Recent scientific advances, popular opinion, and universal moral standards agree: abortion should not be allowed to stop a child’s beating heart.
In 1973, the Supreme Court case of Roe v. Wade established a standard of “viability” for the unborn child to determine when the state may have an interest in considering the welfare of the fetus with regard to regulating abortion. The Court ruled that states may only consider the potential wellbeing of the fetus at the point of “viability,” which they defined as the capacity to survive outside the womb. In 1973, the lower limit of fetal viability ex utero was at the beginning of the third trimester: twenty-eight weeks gestation. (A full-term pregnancy is approximately forty weeks.) Subsequently, thanks to advances in the care of preterm infants, fetal viability was pushed back to twenty-four weeks gestation, although recent studies published in the New England Journal of Medicine and Pediatrics for outcomes of preterm infants indicates that some babies can survive outside the womb at 22 weeks. Some pro-life proponents go further, arguing that “today it is possible to save a baby born after the twentieth week, and scientists are currently seeking to develop an artificial placenta that would make ten–week-old embryos ‘viable.’” Pro-life supporters advocate these findings as indicative of new standards of viability outside the womb. Modern science continues to evolve, and “viability,” both outside the womb and within the womb, has continued to change over the forty-four since Roe v. Wade.
The emerging field of fetal medicine permits doctors to diagnose fetal abnormalities and illnesses in the womb and to treat them in utero, increasing children’s chances of living and being born healthy. The principal surgical tool for surgery performed inside the womb is a fetoscope, a millimeters-thick laparoscope that includes a fiber-optic camera and channels through which instruments can be inserted. The fetoscope is inserted into the uterus through a small incision in the mother’s abdomen, and the camera transmits images to the doctors.
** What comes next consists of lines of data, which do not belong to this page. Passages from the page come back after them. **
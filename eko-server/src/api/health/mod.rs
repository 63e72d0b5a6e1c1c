//! Health check route
//!
//! | Path | Method | Auth |
//! |------|--------|------|
//! | /api/health | GET | none |

use axum::{Json, Router, routing::get};
use serde::Serialize;
use std::time::SystemTime;

use crate::core::ServerState;

/// Public, unauthenticated
pub fn router() -> Router<ServerState> {
    Router::new().route("/api/health", get(health))
}

#[derive(Serialize)]
pub struct HealthResponse {
    status: &'static str,
    version: &'static str,
    uptime_seconds: u64,
}

// Server start time, lazily pinned on the first probe
static START_TIME: std::sync::OnceLock<SystemTime> = std::sync::OnceLock::new();

fn uptime_seconds() -> u64 {
    let start = START_TIME.get_or_init(SystemTime::now);
    SystemTime::now()
        .duration_since(*start)
        .map(|d| d.as_secs())
        .unwrap_or(0)
}

pub async fn health() -> Json<HealthResponse> {
    Json(HealthResponse {
        status: "ok",
        version: env!("CARGO_PKG_VERSION"),
        uptime_seconds: uptime_seconds(),
    })
}
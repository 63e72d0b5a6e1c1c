//! Ticket Submission
//!
//! The guard-facing write path: PIN resolution and the four-step
//! submission transaction (resolve → price → authorize → commit),
//! serialized per site so concurrent submissions cannot both slip
//! past a nearly-exhausted budget.

pub mod locks;
pub mod reference;
pub mod submission;

pub use locks::SiteLocks;
pub use reference::generate_ref;
pub use submission::TicketService;
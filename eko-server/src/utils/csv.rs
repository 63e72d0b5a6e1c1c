//! Minimal CSV quoting for the admin export endpoints

/// Quote a field when it contains a delimiter, quote or newline
pub fn csv_field(value: &str) -> String {
    if value.contains([',', '"', '\n', '\r']) {
        format!("\"{}\"", value.replace('"', "\"\""))
    } else {
        value.to_string()
    }
}

#[cfg(test)]
mod tests {
    use super::*;

    #[test]
    fn passes_plain_text_through() {
        assert_eq!(csv_field("Acme Ltd"), "Acme Ltd");
    }

    #[test]
    fn quotes_delimiters_and_embedded_quotes() {
        assert_eq!(csv_field("Acme, Ltd"), "\"Acme, Ltd\"");
        assert_eq!(csv_field("say \"hi\""), "\"say \"\"hi\"\"\"");
        assert_eq!(csv_field("line\nbreak"), "\"line\nbreak\"");
    }
}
Fetal anemia, a condition in which the quantity of circulating red blood cells and hemoglobin in a fetus falls below normal levels, is one example of a condition that can be successfully treated within the womb, thus preventing the heart failure or brain damage that can otherwise result. An anemic fetus can be treated by transfusing blood through the mother’s abdominal wall into the umbilical cord. Another example is congenital diaphragmatic hernia (CDH), a condition in which the unborn child’s diaphragm has a hole in it. Without correction, the unborn child’s stomach, spleen, and intestines drift upward and prevent lung development, causing the baby to die shortly after birth. Thankfully, CDH can be corrected by inserting a tiny balloon through a fetus’s mouth and into his/her windpipe. Fetal surgical methods can also repair a condition called spina bifida, a malformed spinal cord, prior to birth.